SEEING THE BRAIN FROM THE INSIDE
Shoreditch Town Hall, 16 June 2014
Dr Dominic ffythce | Mat Chivers | Rob Davis
We trust our eyes. We look around and accept what we see at the world around us, even if knowing the experience is only a deception – a model of visual reality constructed by our brains. The compelling nature of deception relies on its apparent effortlessness, immediacy and hiding from the view the immense computation, interpolation, guess-work, prediction and abstraction underlying every second of visual experience. Yet the visual brain can go wrong and in so doing creates a visual reality that bears little resemblance to the real world. We call these brain glitches, visual hallucinations, or other related terms, and whether they occur in an entirely normal brain or as a consequence of pathological brain changes, they offer a glimpse into the inner workings of vision. At their paradoxical extreme, hallucinations even show us anatomical features of our brains as seen from within. This talk will describe a range of such experiences and what they tell us.
Dr Dominic ffytche is a Senior Lecturer and Consultant at the Institute of Psychiatry at King’s College London and has recently completed a Wellcome Clinician Scientist Fellowship. He has a special interest in visual persception and its pathollogies and runs a Visual Perceptual Disorders Clinic at the Maudsley Hospital. Dr ffytche received a Bsc in Psychology/Basic Medical, an MBBS in Pathology Sciences and an MD (Thesis: The functional anatomy of visual hallucination content: insights from the Charles Bonnet Syndrome) from the University of London. He has exhibited a rich writing work with more than 64 publications in journals such as: Neuroimage, Neuropsychopharmacology, Brain Cortex, Schizophrenia Research, Schizophrenia Bulletin, Neurosurgery and Psychiatry, Psychiatry Research, International Psychogeriatrics, Journal of Neuro-Opthalmology, Current Opinion in Neurology, Nature, Behavioural Neuroscience, British Journal of Ophtalmology, Annals of Neurology, Psychological Medicine, Cognitive Brain Research, Neuroreport, European Journal Neuroscience, Psychological Medicine.
The work of British visual artist Mat Chivers looks at how the fundamental phenomena that exist below the surface of things inform the way we experience the world around us. The process of making draws on combinations of analogue and digital technologies in works that embody a hybridisation of old-world subjects and techniques with contemporary envisioning processes. His practice focuses at the location between data capture and its consequent interpretation in order to explore the ambiguous nature of perception. Mat Chivers has works in private and public collections nationally and internationally. He recently exhibited: at Kappatos Gallery, Athens (2013); for 55th and 54th Venice Biennales, Italy (2013, 2011); The Courtauld Institute of Arts, London (2012); Maddox Arts, London (2011); at the Athens Biennial and the Historical Archives Museum, Greece (2013).
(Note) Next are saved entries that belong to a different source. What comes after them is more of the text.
use crate::area::Point;

/// Rendered size of the map image in CSS pixels.
#[derive(Clone, Copy, Debug, Default, PartialEq)]
pub struct ImageBounds {
    pub width: f64,
    pub height: f64,
}

impl ImageBounds {
    pub fn new(width: f64, height: f64) -> Self {
        ImageBounds { width, height }
    }

    /// Whether an image-relative position falls on the image.
    pub fn contains(&self, x: f64, y: f64) -> bool {
        x >= 0.0 && y >= 0.0 && x < self.width && y < self.height
    }
}

/// Absolute `left`/`top` for an element inside a positioned container.
#[derive(Clone, Copy, Debug, Default, PartialEq)]
pub struct ScreenPos {
    pub left: f64,
    pub top: f64,
}

impl ScreenPos {
    pub fn new(left: f64, top: f64) -> Self {
        ScreenPos { left, top }
    }
}

/// Where to drop the pin so its tip lands on `at`.
///
/// `origin` is the map image's position inside the container the pin is
/// appended to.
pub(crate) fn pin_position(at: Point, origin: ScreenPos, offset: f64) -> ScreenPos {
    ScreenPos {
        left: at.x as f64 + origin.left,
        top: at.y as f64 + origin.top - offset,
    }
}

/// Where to draw the hover arrow so it points at `corner`.
pub(crate) fn arrow_position(corner: Point, origin: ScreenPos, offset: f64) -> ScreenPos {
    ScreenPos {
        left: corner.x as f64 + origin.left - offset,
        top: corner.y as f64 + origin.top - offset,
    }
}
#[cfg(test)]
mod tests {
    use super::*;

    const MAP: ImageBounds = ImageBounds {
        width: 300.0,
        height: 300.0,
    };

    fn session_on_map() -> EditorSession {
        let mut s = EditorSession::default();
        s.select_map(MapSelection::Map(7), true);
        s
    }

    fn click(s: &mut EditorSession, x: f64, y: f64) -> ClickOutcome {
        s.pointer_click(x, y, MAP, ScreenPos::default())
    }

    fn draw(s: &mut EditorSession, a: (f64, f64), b: (f64, f64)) -> u32 {
        click(s, a.0, a.1);
        match click(s, b.0, b.1) {
            ClickOutcome::AreaCreated { sequence, .. } => sequence,
            other => panic!("expected a new area, got {:?}", other),
        }
    }

    #[test]
    fn two_clicks_create_an_area() {
        let mut s = session_on_map();
        let first = click(&mut s, 50.0, 50.0);
        assert!(matches!(first, ClickOutcome::CornerPlaced { corner, .. } if corner == Point::new(50, 50)));
        assert_eq!(s.pending_corner(), Some(Point::new(50, 50)));

        match click(&mut s, 150.0, 120.0) {
            ClickOutcome::AreaCreated {
                sequence,
                overlay_url,
            } => {
                assert_eq!(sequence, 1);
                assert!(overlay_url.contains(
                    "used_areas=1|&x1_1=50&y1_1=50&x2_1=150&y2_1=120&angle_1=0"
                ));
            }
            other => panic!("unexpected {:?}", other),
        }
        assert_eq!(s.pending_corner(), None);

        let area = s.areas().get(1).unwrap();
        assert_eq!(area.id, 0);
        assert_eq!((area.x1(), area.y1(), area.x2(), area.y2()), (50, 50, 150, 120));
        assert_eq!(area.angle.as_str(), "0");
    }

    #[test]
    fn reversed_clicks_give_the_same_area() {
        let mut forward = session_on_map();
        draw(&mut forward, (50.0, 50.0), (150.0, 120.0));
        let mut reversed = session_on_map();
        draw(&mut reversed, (150.0, 120.0), (50.0, 50.0));
        assert_eq!(forward.areas().get(1), reversed.areas().get(1));
        assert_eq!(forward.overlay_url(), reversed.overlay_url());
    }

    #[test]
    fn mixed_corners_are_normalized() {
        let mut s = session_on_map();
        draw(&mut s, (150.0, 20.0), (40.0, 90.0));
        let a = s.areas().get(1).unwrap();
        assert_eq!((a.x1(), a.y1(), a.x2(), a.y2()), (40, 20, 150, 90));
    }

    #[test]
    fn deleting_drops_only_that_area() {
        let mut s = session_on_map();
        draw(&mut s, (10.0, 10.0), (20.0, 20.0));
        draw(&mut s, (30.0, 30.0), (40.0, 40.0));
        draw(&mut s, (50.0, 50.0), (60.0, 60.0));
        let before = s.overlay_url().unwrap();

        assert!(s.delete_area(1));
        let url = s.overlay_url().unwrap();
        assert!(url.contains("used_areas=2|3|"));
        assert!(!url.contains("x1_1="));
        assert!(!url.contains("angle_1="));

        let tail = |u: &str| u[u.find("&x1_2=").unwrap()..].to_string();
        assert_eq!(tail(&before), tail(&url));
    }

    #[test]
    fn delete_leaves_sequence_numbers_unused() {
        let mut s = session_on_map();
        draw(&mut s, (10.0, 10.0), (20.0, 20.0));
        draw(&mut s, (30.0, 30.0), (40.0, 40.0));
        assert!(s.delete_area(1));
        assert!(s.delete_area(2));
        assert_eq!(draw(&mut s, (1.0, 1.0), (2.0, 2.0)), 3);
        assert_eq!(s.areas().used_areas(), "3|");
    }

    #[test]
    fn deleting_unknown_area_is_a_no_op() {
        let mut s = session_on_map();
        draw(&mut s, (10.0, 10.0), (20.0, 20.0));
        let before = s.overlay_url();
        assert!(!s.delete_area(99));
        assert_eq!(s.overlay_url(), before);
    }

    #[test]
    fn only_the_edited_angle_changes() {
        let mut s = session_on_map();
        draw(&mut s, (10.0, 10.0), (20.0, 20.0));
        draw(&mut s, (30.0, 30.0), (40.0, 40.0));
        assert!(s.set_area_angle(2, "45"));
        let url = s.overlay_url().unwrap();
        assert!(url.contains("&angle_2=45"));
        assert!(url.contains("&angle_1=0"));
        assert!(!s.set_area_angle(5, "10"));
    }

    #[test]
    fn angle_text_is_passed_through() {
        let mut s = session_on_map();
        draw(&mut s, (10.0, 10.0), (20.0, 20.0));
        s.set_area_angle(1, "-400");
        assert!(s.overlay_url().unwrap().ends_with("&angle_1=-400"));
        s.set_area_angle(1, "abc");
        assert!(s.overlay_url().unwrap().ends_with("&angle_1=abc"));
    }

    #[test]
    fn overlay_url_is_stable_without_mutation() {
        let mut s = session_on_map();
        draw(&mut s, (10.0, 10.0), (20.0, 20.0));
        draw(&mut s, (200.0, 100.0), (120.0, 30.0));
        assert_eq!(s.overlay_url(), s.overlay_url());
    }

    #[test]
    fn no_map_ignores_clicks_and_hides_configure() {
        let mut s = EditorSession::default();
        let view = s.select_map(MapSelection::parse("-1"), false);
        assert_eq!(view, MapView::default());
        assert_eq!(click(&mut s, 10.0, 10.0), ClickOutcome::Ignored);
        assert_eq!(s.pending_corner(), None);
        assert!(s.areas().is_empty());
        assert_eq!(s.overlay_url(), None);
    }

    #[test]
    fn out_of_bounds_click_keeps_phase() {
        let mut s = session_on_map();
        click(&mut s, 10.0, 10.0);
        assert_eq!(click(&mut s, 300.0, 50.0), ClickOutcome::Ignored);
        assert_eq!(click(&mut s, 50.0, 301.0), ClickOutcome::Ignored);
        assert_eq!(s.pending_corner(), Some(Point::new(10, 10)));
        assert!(s.areas().is_empty());
    }

    #[test]
    fn switching_maps_clears_everything() {
        let mut s = session_on_map();
        draw(&mut s, (10.0, 10.0), (20.0, 20.0));
        click(&mut s, 5.0, 5.0);

        let view = s.select_map(MapSelection::Map(8), false);
        assert!(s.areas().is_empty());
        assert_eq!(s.next_sequence(), 1);
        assert_eq!(s.pending_corner(), None);
        assert!(view.show_configure);
        assert_eq!(view.overlay_url.as_deref(), Some("ImageCreator?mapId=8"));
        assert_eq!(s.overlay_url().as_deref(), Some("ImageCreator?mapId=8&used_areas="));
    }

    #[test]
    fn rendered_map_hides_configure() {
        let mut s = EditorSession::default();
        let view = s.select_map(MapSelection::Map(3), true);
        assert!(!view.show_configure);
        assert!(view.overlay_url.is_none());
        assert_eq!(s.map(), MapSelection::Map(3));
    }

    #[test]
    fn selection_parses_sentinel_and_garbage() {
        assert_eq!(MapSelection::parse("-1"), MapSelection::None);
        assert_eq!(MapSelection::parse(""), MapSelection::None);
        assert_eq!(MapSelection::parse("x"), MapSelection::None);
        assert_eq!(MapSelection::parse(" 12 "), MapSelection::Map(12));
    }

    #[test]
    fn sequences_strictly_increase() {
        let mut s = session_on_map();
        let mut last = 0;
        for i in 0..5 {
            let v = i as f64 * 10.0;
            let seq = draw(&mut s, (v, v), (v + 5.0, v + 5.0));
            assert!(seq > last);
            last = seq;
        }
        assert_eq!(s.areas().len(), 5);
    }

    #[test]
    fn existing_areas_get_fresh_sequences() {
        let mut s = EditorSession::default();
        s.load_existing(
            MapSelection::Map(2),
            vec![
                StoredArea {
                    id: 40,
                    x1: 100,
                    y1: 80,
                    x2: 10,
                    y2: 20,
                    angle: 90,
                },
                StoredArea {
                    id: 41,
                    x1: 1,
                    y1: 2,
                    x2: 3,
                    y2: 4,
                    angle: 0,
                },
            ],
        );
        assert_eq!(s.areas().used_areas(), "1|2|");
        let first = s.areas().get(1).unwrap();
        assert_eq!(first.id, 40);
        assert_eq!((first.x1(), first.y1(), first.x2(), first.y2()), (10, 20, 100, 80));
        assert_eq!(draw(&mut s, (5.0, 5.0), (6.0, 6.0)), 3);
    }

    #[test]
    fn pointer_move_reports_only_inside_image() {
        let s = session_on_map();
        assert_eq!(s.pointer_move(12.6, 7.2, MAP), Some(Point::new(13, 7)));
        assert_eq!(s.pointer_move(320.0, 7.0, MAP), None);
    }

    #[test]
    fn pin_and_arrow_follow_config_offsets() {
        let mut s = session_on_map();
        let origin = ScreenPos::new(5.0, 5.0);
        match s.pointer_click(50.0, 40.0, MAP, origin) {
            ClickOutcome::CornerPlaced { pin, .. } => assert_eq!(pin, ScreenPos::new(55.0, 29.0)),
            other => panic!("unexpected {:?}", other),
        }
        s.pointer_click(20.0, 90.0, MAP, origin);
        assert_eq!(s.arrow_for(1, origin), Some(ScreenPos::new(9.0, 29.0)));
        assert_eq!(s.arrow_for(2, origin), None);
    }

    #[test]
    fn custom_endpoint_is_used() {
        let mut s = EditorSession::new(EditorConfig::default().with_image_creator("/admin/ImageCreator"));
        s.select_map(MapSelection::Map(1), true);
        assert_eq!(
            s.overlay_url().as_deref(),
            Some("/admin/ImageCreator?mapId=1&used_areas=")
        );
    }
}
Rob Davis, with reference to cybernetic principals is interested in adaptive systems that complete, negotiate and interact with their environment and other information processing entities. Utilising continuous rather than discretely varying systems, such as analogue neural networks, he attempts to engineer collections of electromechanical entities with emergent properties, that tend to self-organise their behaviour over time, developing increasingly complex and subtle relationships with each other and their surroundings.